DATA LISTING —
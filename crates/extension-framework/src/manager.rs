//! The runtime hosting the controllers and the webhook server of an extension.
//!
//! Controllers and webhook handlers are registered while bootstrapping, [`Manager::start`] then
//! runs everything until the cancellation token fires:
//!
//! - the webhook server starts right away and runs on every replica,
//! - controllers only start once this replica is the leader (if leader election is enabled),
//! - losing leadership stops all controllers and fails with [`Error::LeaderElection`].
use std::collections::HashSet;

use axum::{Router, routing::MethodRouter};
use futures::future::{BoxFuture, join_all};
use kube::{Client, Resource, core::GroupVersionKind};
use snafu::{ResultExt, Snafu, ensure};
use tokio_util::sync::CancellationToken;

use crate::{
    cli::{CompletedManagerOptions, LeaderElectionSettings},
    leader_election::{self, LeaderElector},
    webhook::{options::CompletedWebhookServerOptions, server},
};

#[derive(Debug, Snafu)]
pub enum Error {
    #[snafu(display("failed to create Kubernetes client"))]
    CreateClient { source: kube::Error },

    #[snafu(display("a webhook handler is already registered for path {path:?}"))]
    DuplicateWebhookPath { path: String },

    #[snafu(display("a controller named {name:?} is already registered"))]
    DuplicateController { name: String },

    #[snafu(display("failed to create webhook server"))]
    CreateWebhookServer { source: server::Error },

    #[snafu(display("failed to run webhook server"))]
    RunWebhookServer { source: server::Error },

    #[snafu(display("leader election failed"))]
    LeaderElection { source: leader_election::Error },
}

/// The kinds known to the [`Manager`]. Webhooks only handle objects of registered kinds.
#[derive(Clone, Debug, Default)]
pub struct Scheme {
    kinds: HashSet<GroupVersionKind>,
}

impl Scheme {
    /// Registers the kind of `K`.
    pub fn add<K>(&mut self) -> &mut Self
    where
        K: Resource<DynamicType = ()>,
    {
        self.add_kind(GroupVersionKind::gvk(
            &K::group(&()),
            &K::version(&()),
            &K::kind(&()),
        ))
    }

    pub fn add_kind(&mut self, gvk: GroupVersionKind) -> &mut Self {
        self.kinds.insert(gvk);
        self
    }

    pub fn recognizes(&self, gvk: &GroupVersionKind) -> bool {
        self.kinds.contains(gvk)
    }

    pub fn len(&self) -> usize {
        self.kinds.len()
    }

    pub fn is_empty(&self) -> bool {
        self.kinds.is_empty()
    }
}

/// A future running a controller until the given token is cancelled.
pub type ControllerRunner = Box<dyn FnOnce(CancellationToken) -> BoxFuture<'static, ()> + Send>;

struct RegisteredController {
    name: String,
    run: ControllerRunner,
}

pub struct Manager {
    client: Client,
    leader_election: Option<LeaderElectionSettings>,
    webhook_server: CompletedWebhookServerOptions,
    scheme: Scheme,
    router: Router,
    webhook_paths: Vec<String>,
    controllers: Vec<RegisteredController>,
    shutdown: CancellationToken,
}

impl Manager {
    /// Creates the manager and its client from the (already adjusted) client config.
    pub fn new(
        config: kube::Config,
        options: &CompletedManagerOptions,
        webhook_server: &CompletedWebhookServerOptions,
    ) -> Result<Self, Error> {
        let client = Client::try_from(config).context(CreateClientSnafu)?;
        Ok(Self::from_client(client, options, webhook_server))
    }

    pub fn from_client(
        client: Client,
        options: &CompletedManagerOptions,
        webhook_server: &CompletedWebhookServerOptions,
    ) -> Self {
        Self {
            client,
            leader_election: options.leader_election.clone(),
            webhook_server: webhook_server.clone(),
            scheme: Scheme::default(),
            router: Router::new(),
            webhook_paths: Vec::new(),
            controllers: Vec::new(),
            shutdown: CancellationToken::new(),
        }
    }

    pub fn client(&self) -> &Client {
        &self.client
    }

    pub fn scheme(&self) -> &Scheme {
        &self.scheme
    }

    pub fn scheme_mut(&mut self) -> &mut Scheme {
        &mut self.scheme
    }

    pub fn webhook_server_options(&self) -> &CompletedWebhookServerOptions {
        &self.webhook_server
    }

    /// A token which is cancelled once [`Manager::start`] is asked to stop.
    ///
    /// Webhook handlers derive the cancellation of in-flight requests from it.
    pub fn shutdown_token(&self) -> CancellationToken {
        self.shutdown.clone()
    }

    /// Serves `handler` on `path` of the webhook server.
    pub fn add_webhook_handler(
        &mut self,
        path: impl Into<String>,
        handler: MethodRouter,
    ) -> Result<(), Error> {
        let path = path.into();
        ensure!(
            !self.webhook_paths.contains(&path),
            DuplicateWebhookPathSnafu { path }
        );

        tracing::debug!(path, "registering webhook handler");
        self.router = std::mem::take(&mut self.router).route(&path, handler);
        self.webhook_paths.push(path);
        Ok(())
    }

    pub fn webhook_paths(&self) -> impl Iterator<Item = &str> {
        self.webhook_paths.iter().map(String::as_str)
    }

    /// Registers a controller which is started once this replica leads.
    pub fn add_controller(&mut self, name: impl Into<String>, run: ControllerRunner) -> Result<(), Error> {
        let name = name.into();
        ensure!(
            self.controllers.iter().all(|controller| controller.name != name),
            DuplicateControllerSnafu { name }
        );

        tracing::debug!(controller = name, "registering controller");
        self.controllers.push(RegisteredController { name, run });
        Ok(())
    }

    /// Names of the registered controllers, in registration order.
    pub fn controller_names(&self) -> impl Iterator<Item = &str> {
        self.controllers
            .iter()
            .map(|controller| controller.name.as_str())
    }

    /// Runs the webhook server and (once leading) all controllers until `cancel` fires.
    ///
    /// Returns after all controllers have drained and the webhook server has stopped.
    pub async fn start(self, cancel: CancellationToken) -> Result<(), Error> {
        let Self {
            client,
            leader_election,
            webhook_server,
            router,
            controllers,
            shutdown,
            ..
        } = self;

        let server = server::WebhookServer::new(&webhook_server, router)
            .await
            .context(CreateWebhookServerSnafu)?;

        let elector = leader_election.map(|settings| {
            let namespace = settings
                .namespace
                .unwrap_or_else(|| client.default_namespace().to_owned());
            LeaderElector::new(client.clone(), &namespace, settings.id)
        });

        let serve = async {
            let result = server.run(cancel.clone()).await;
            if result.is_err() {
                cancel.cancel();
            }
            result.context(RunWebhookServerSnafu)
        };

        let control = async {
            if let Some(elector) = &elector {
                if !elector.acquire(&cancel).await {
                    return Ok(());
                }
            }

            tracing::info!(controllers = controllers.len(), "starting controllers");
            let run_controllers = join_all(controllers.into_iter().map(|controller| {
                tracing::debug!(controller = controller.name, "starting controller");
                (controller.run)(cancel.clone())
            }));

            let hold_leadership = async {
                let result = match &elector {
                    Some(elector) => elector.hold(&cancel).await,
                    None => Ok(()),
                };
                if result.is_err() {
                    cancel.cancel();
                }
                result
            };

            let (_, leadership) = tokio::join!(run_controllers, hold_leadership);
            cancel.cancelled().await;
            leadership.context(LeaderElectionSnafu)
        };

        let propagate_shutdown = async {
            cancel.cancelled().await;
            shutdown.cancel();
        };

        let (served, controlled, ()) = tokio::join!(serve, control, propagate_shutdown);
        tracing::info!("manager stopped");

        controlled?;
        served
    }
}

#[cfg(test)]
pub(crate) mod tests {
    use axum::routing::post;

    use super::*;

    pub(crate) fn test_client() -> Client {
        let mut config = kube::Config::new("https://localhost:6443".parse().expect("valid uri"));
        config.root_cert = Some(Vec::new());
        Client::try_from(config).expect("client must be constructible")
    }

    pub(crate) fn test_manager() -> Manager {
        Manager::from_client(
            test_client(),
            &CompletedManagerOptions {
                leader_election: None,
            },
            &CompletedWebhookServerOptions {
                namespace: Some("extension".to_owned()),
                server_port: 0,
                cert_dir: "/nonexistent".into(),
                service_name: "extension".to_owned(),
            },
        )
    }

    #[tokio::test]
    async fn duplicate_webhook_paths_are_rejected() {
        let mut manager = test_manager();
        manager
            .add_webhook_handler("/webhooks/a", post(|| async { "a" }))
            .expect("first registration must succeed");

        assert!(matches!(
            manager.add_webhook_handler("/webhooks/a", post(|| async { "b" })),
            Err(Error::DuplicateWebhookPath { .. })
        ));
        assert_eq!(manager.webhook_paths().collect::<Vec<_>>(), ["/webhooks/a"]);
    }

    #[tokio::test]
    async fn controllers_keep_registration_order() {
        let mut manager = test_manager();
        for name in ["infrastructure", "worker", "controlplane"] {
            manager
                .add_controller(name, Box::new(|_| Box::pin(async {})))
                .expect("registration must succeed");
        }

        assert!(matches!(
            manager.add_controller("worker", Box::new(|_| Box::pin(async {}))),
            Err(Error::DuplicateController { .. })
        ));
        assert_eq!(
            manager.controller_names().collect::<Vec<_>>(),
            ["infrastructure", "worker", "controlplane"]
        );
    }

    #[test]
    fn scheme_recognizes_registered_kinds() {
        use k8s_openapi::api::{apps::v1::Deployment, core::v1::Service};

        let mut scheme = Scheme::default();
        scheme.add::<Deployment>();

        assert!(scheme.recognizes(&GroupVersionKind::gvk("apps", "v1", "Deployment")));
        assert!(!scheme.recognizes(&GroupVersionKind::gvk(
            &Service::group(&()),
            &Service::version(&()),
            &Service::kind(&()),
        )));
    }

    #[tokio::test]
    async fn start_fails_without_serving_certificate() {
        let manager = test_manager();
        assert!(matches!(
            manager.start(CancellationToken::new()).await,
            Err(Error::CreateWebhookServer { .. })
        ));
    }
}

ASSIGNMENT —
Say how many lines in the records hold the string "starting". Give no other words.

ANSWER BOX —
2